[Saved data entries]
---+---
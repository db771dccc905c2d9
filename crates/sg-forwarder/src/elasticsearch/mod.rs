// Copyright 2025-Present Datadog, Inc. https://www.datadoghq.com/
// SPDX-License-Identifier: Apache-2.0

//! Document-store output adapter.
//!
//! ```text
//!   EventBus ─> receive_event ─> format_record ─> PerKeyBuffer ─(threshold)─> DispatchQueue
//!                                                                                  │
//!                                         ElasticClient::index <── DispatchWorker <┘
//! ```
//!
//! Only [`EventKind::Event`] and [`EventKind::Log`] events are stored; other kinds are ignored.

pub mod client;

use std::num::NonZeroUsize;
use std::sync::Arc;

use async_trait::async_trait;
use serde::{Deserialize, Serialize};
use serde_aux::prelude::deserialize_bool_from_anything;
use tracing::{debug, error, info, warn};

use crate::buffer::PerKeyBuffer;
use crate::bus::Application;
use crate::dispatch::{self, AdapterStats, BatchWriter, DispatchQueue, DispatchWorker};
use crate::error::StartupError;
use crate::event::Event;
use crate::format::format_record;
use crate::http::TlsConfig;

pub use client::ElasticClient;

pub const APP_NAME: &str = "elasticsearch";

#[derive(Debug, Clone, PartialEq, Eq, Serialize, Deserialize)]
#[serde(default)]
pub struct AppConfig {
    pub host_url: String,
    #[serde(flatten)]
    pub tls: TlsConfig,
    #[serde(deserialize_with = "deserialize_bool_from_anything")]
    pub use_basic_auth: bool,
    pub user: String,
    pub password: String,
    /// Records accumulated per index before a write. 1 disables buffering.
    pub buffer_size: usize,
    #[serde(deserialize_with = "deserialize_bool_from_anything")]
    pub bulk_index: bool,
    /// Index patterns removed once at startup.
    pub reset_indices: Vec<String>,
}

impl Default for AppConfig {
    fn default() -> Self {
        AppConfig {
            host_url: String::new(),
            tls: TlsConfig::default(),
            use_basic_auth: false,
            user: String::new(),
            password: String::new(),
            buffer_size: 1,
            bulk_index: false,
            reset_indices: Vec::new(),
        }
    }
}

impl AppConfig {
    pub fn validate(&self) -> Result<(), String> {
        if self.host_url.trim().is_empty() {
            return Err("elasticsearch.host_url must not be empty".to_string());
        }
        if self.buffer_size == 0 {
            return Err("elasticsearch.buffer_size must be at least 1".to_string());
        }
        Ok(())
    }

    /// True when credentials would travel in clear text.
    #[must_use]
    pub fn is_insecure(&self) -> bool {
        self.use_basic_auth && !self.tls.use_tls
    }
}

pub struct Elasticsearch {
    buffer: PerKeyBuffer,
    queue: DispatchQueue,
    stats: Arc<AdapterStats>,
}

impl Elasticsearch {
    /// Wires the application to `writer` through a fresh dispatch queue.
    ///
    /// The returned worker must be run for batches to reach the store.
    #[must_use]
    pub fn new(
        buffer_size: NonZeroUsize,
        bulk: bool,
        writer: Arc<dyn BatchWriter>,
    ) -> (Self, DispatchWorker) {
        let stats = Arc::new(AdapterStats::default());
        let (queue, worker) = dispatch::channel(APP_NAME, writer, bulk, Arc::clone(&stats));
        let app = Elasticsearch {
            buffer: PerKeyBuffer::new(buffer_size),
            queue,
            stats,
        };
        (app, worker)
    }

    #[must_use]
    pub fn stats(&self) -> &Arc<AdapterStats> {
        &self.stats
    }

    #[cfg(test)]
    fn pending_records(&self) -> usize {
        self.buffer.pending_records()
    }
}

/// Connects to the store, applies the optional index reset and builds the adapter.
///
/// Any error means the adapter must not run.
pub async fn start(config: &AppConfig) -> Result<(Elasticsearch, DispatchWorker), StartupError> {
    config.validate().map_err(StartupError::Config)?;
    let buffer_size = NonZeroUsize::new(config.buffer_size)
        .ok_or_else(|| StartupError::Config("buffer_size must be at least 1".to_string()))?;

    if config.is_insecure() {
        warn!(
            plugin = APP_NAME,
            "insecure: using basic authentication without TLS enabled"
        );
    }

    let client = ElasticClient::connect(config).await?;
    info!(
        plugin = APP_NAME,
        url = %config.host_url,
        "storing events and(or) logs to Elasticsearch."
    );

    if !config.reset_indices.is_empty() {
        client
            .delete_indices(&config.reset_indices)
            .await
            .map_err(|source| StartupError::ResetIndices {
                indices: config.reset_indices.clone(),
                source,
            })?;
        info!(plugin = APP_NAME, indices = ?config.reset_indices, "removed indices");
    }

    Ok(Elasticsearch::new(
        buffer_size,
        config.bulk_index,
        Arc::new(client),
    ))
}

#[async_trait]
impl Application for Elasticsearch {
    fn name(&self) -> &'static str {
        APP_NAME
    }

    async fn receive_event(&self, event: &Event) {
        let record = match format_record(event) {
            Ok(Some(record)) => record,
            Ok(None) => return,
            Err(e) => {
                self.stats.format_error();
                error!(plugin = APP_NAME, ?event, error = %e, "failed formatting record");
                return;
            }
        };
        self.stats.record_formatted();

        let Some(batch) = self.buffer.append(&event.destination_key, record) else {
            debug!(plugin = APP_NAME, index = %event.destination_key, "buffering record");
            return;
        };

        if let Err(e) = self.queue.push(batch).await {
            error!(
                plugin = APP_NAME,
                index = %event.destination_key,
                error = %e,
                "failed to queue batch - disregarding"
            );
        }
    }
}

#[cfg(test)]
mod tests {
    use super::*;
    use crate::error::DispatchError;
    use crate::event::{EventKind, Severity};
    use std::sync::Mutex;
    use tokio_util::sync::CancellationToken;

    #[derive(Default)]
    struct Recorder {
        writes: Mutex<Vec<(String, usize)>>,
    }

    #[async_trait]
    impl BatchWriter for Recorder {
        async fn write(
            &self,
            destination_key: &str,
            records: &[String],
            _bulk: bool,
        ) -> Result<(), DispatchError> {
            self.writes
                .lock()
                .unwrap()
                .push((destination_key.to_string(), records.len()));
            Ok(())
        }
    }

    fn log(key: &str) -> Event {
        Event {
            severity: Severity::Info,
            message: "hello".to_string(),
            ..Event::new(key, EventKind::Log)
        }
    }

    #[test]
    fn test_config_defaults_and_validation() {
        let config = AppConfig::default();
        assert_eq!(config.buffer_size, 1);
        assert!(!config.bulk_index);
        assert!(config.validate().is_err());

        let config = AppConfig {
            host_url: "http://localhost:9200".to_string(),
            buffer_size: 0,
            ..AppConfig::default()
        };
        assert_eq!(
            config.validate().unwrap_err(),
            "elasticsearch.buffer_size must be at least 1"
        );
    }

    #[test]
    fn test_basic_auth_without_tls_is_insecure() {
        let mut config = AppConfig {
            use_basic_auth: true,
            ..AppConfig::default()
        };
        assert!(config.is_insecure());
        config.tls.use_tls = true;
        assert!(!config.is_insecure());
    }

    #[tokio::test]
    async fn test_buffers_until_threshold_then_dispatches() {
        let recorder = Arc::new(Recorder::default());
        let (app, worker) = Elasticsearch::new(NonZeroUsize::new(3).unwrap(), true, recorder.clone());

        for _ in 0..4 {
            app.receive_event(&log("logs-h1-2024-1-2")).await;
        }
        app.receive_event(&log("logs-h2-2024-1-2")).await;
        assert_eq!(app.pending_records(), 2);
        assert_eq!(app.stats().records_formatted(), 5);

        drop(app);
        worker.run(CancellationToken::new()).await;

        assert_eq!(
            *recorder.writes.lock().unwrap(),
            vec![("logs-h1-2024-1-2".to_string(), 3)]
        );
    }

    #[tokio::test]
    async fn test_ignores_kinds_that_are_not_stored() {
        let recorder = Arc::new(Recorder::default());
        let (app, worker) = Elasticsearch::new(NonZeroUsize::MIN, false, recorder.clone());

        for kind in [EventKind::Task, EventKind::Error, EventKind::Result] {
            app.receive_event(&Event::new("x", kind)).await;
        }
        app.receive_event(&Event::new("collectd", EventKind::Event)).await;
        assert_eq!(app.stats().records_formatted(), 1);

        drop(app);
        worker.run(CancellationToken::new()).await;
        assert_eq!(
            *recorder.writes.lock().unwrap(),
            vec![("collectd".to_string(), 1)]
        );
    }

    #[tokio::test]
    async fn test_start_fails_when_index_reset_fails() {
        let mut server = mockito::Server::new_async().await;
        server.mock("GET", "/").with_status(200).create_async().await;
        server
            .mock("DELETE", mockito::Matcher::Any)
            .with_status(500)
            .create_async()
            .await;

        let config = AppConfig {
            host_url: server.url(),
            reset_indices: vec!["logs-*".to_string()],
            ..AppConfig::default()
        };
        assert!(matches!(
            start(&config).await,
            Err(StartupError::ResetIndices { .. })
        ));
    }

    #[tokio::test]
    async fn test_start_fails_when_host_unreachable() {
        let config = AppConfig {
            host_url: "http://127.0.0.1:1".to_string(),
            ..AppConfig::default()
        };
        assert!(matches!(
            start(&config).await,
            Err(StartupError::Connection { .. })
        ));
    }
}
// Copyright 2025-Present Datadog, Inc. https://www.datadoghq.com/
// SPDX-License-Identifier: Apache-2.0

//! Epoch to RFC 3339 conversion used by every record shape.
//!
//! Upstream uses `0.0` to mean "timestamp unknown", so that exact value renders as the current
//! wall-clock time. An event genuinely stamped at the Unix epoch is indistinguishable from an
//! unstamped one.

use chrono::{DateTime, SecondsFormat, Utc};
use tracing::debug;

const NANOS_PER_SEC: i64 = 1_000_000_000;

/// Renders `epoch` (fractional seconds since the Unix epoch) as an RFC 3339 UTC timestamp.
///
/// Whole seconds render without a fraction; sub-second precision is kept when present, so a
/// rendered value parses back to within a millisecond of `epoch`. Do not truncate to seconds.
#[must_use]
#[allow(clippy::float_cmp)]
pub fn time_from_epoch(epoch: f64) -> String {
    if epoch == 0.0 {
        return Utc::now().to_rfc3339_opts(SecondsFormat::Secs, true);
    }

    match datetime_from_epoch(epoch) {
        Some(time) => time.to_rfc3339_opts(SecondsFormat::AutoSi, true),
        None => {
            debug!("epoch {} is not representable, using current time", epoch);
            Utc::now().to_rfc3339_opts(SecondsFormat::Secs, true)
        }
    }
}

/// Splits `epoch` into whole seconds and nanoseconds, keeping the nanosecond part positive.
#[allow(clippy::cast_possible_truncation)]
pub(crate) fn datetime_from_epoch(epoch: f64) -> Option<DateTime<Utc>> {
    if !epoch.is_finite() || epoch.abs() >= i64::MAX as f64 {
        return None;
    }
    let mut secs = epoch.trunc() as i64;
    let mut nanos = ((epoch - epoch.trunc()) * NANOS_PER_SEC as f64).round() as i64;
    if nanos < 0 {
        secs -= 1;
        nanos += NANOS_PER_SEC;
    }
    if nanos >= NANOS_PER_SEC {
        secs += 1;
        nanos -= NANOS_PER_SEC;
    }
    DateTime::from_timestamp(secs, u32::try_from(nanos).ok()?)
}

/// Nanoseconds since the Unix epoch, with the same `0.0` means "now" rule.
#[must_use]
#[allow(clippy::float_cmp)]
pub fn nanos_from_epoch(epoch: f64) -> i64 {
    let time = if epoch == 0.0 {
        None
    } else {
        datetime_from_epoch(epoch)
    };
    let time = time.unwrap_or_else(Utc::now);
    time.timestamp_nanos_opt()
        .unwrap_or_else(|| time.timestamp().saturating_mul(NANOS_PER_SEC))
}

#[cfg(test)]
mod tests {
    use super::*;

    fn parse(text: &str) -> DateTime<Utc> {
        DateTime::parse_from_rfc3339(text)
            .expect("valid RFC 3339")
            .with_timezone(&Utc)
    }

    #[test]
    fn test_zero_means_now() {
        let before = Utc::now().timestamp();
        let rendered = time_from_epoch(0.0);
        let after = Utc::now().timestamp();

        let parsed = parse(&rendered).timestamp();
        assert!(parsed >= before && parsed <= after, "{rendered} not now");
        assert!(rendered.ends_with('Z'));
    }

    #[test]
    fn test_fractional_epoch_round_trips() {
        let rendered = time_from_epoch(1_700_000_000.5);
        let parsed = parse(&rendered);

        assert_eq!(parsed.timestamp(), 1_700_000_000);
        let millis = parsed.timestamp_millis();
        assert!((millis - 1_700_000_000_500).abs() <= 1, "{rendered}");
    }

    #[test]
    fn test_whole_epoch_has_second_precision() {
        assert_eq!(time_from_epoch(1_700_000_000.0), "2023-11-14T22:13:20Z");
    }

    #[test]
    fn test_negative_epoch_is_not_clamped() {
        let rendered = time_from_epoch(-1.25);
        let parsed = parse(&rendered);
        assert_eq!(parsed.timestamp_millis(), -1250);
        assert!(rendered.starts_with("1969-12-31T23:59:58"));
    }

    #[test]
    fn test_non_finite_epoch_falls_back_to_now() {
        let before = Utc::now().timestamp();
        let parsed = parse(&time_from_epoch(f64::NAN)).timestamp();
        assert!(parsed >= before);
    }

    #[test]
    fn test_nanos_from_epoch() {
        assert_eq!(nanos_from_epoch(1.5), 1_500_000_000);
        assert!(nanos_from_epoch(0.0) > 1_600_000_000 * NANOS_PER_SEC);
    }
}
---+---
Your instructions: Every line from the one that has "assert_eq!(nanos_from_epoch(1.5), 1_500_000_000);" down to the last line above must be written out exactly, with both ends included and nothing else.

Solution to the exercise:
        assert_eq!(nanos_from_epoch(1.5), 1_500_000_000);
        assert!(nanos_from_epoch(0.0) > 1_600_000_000 * NANOS_PER_SEC);
    }
}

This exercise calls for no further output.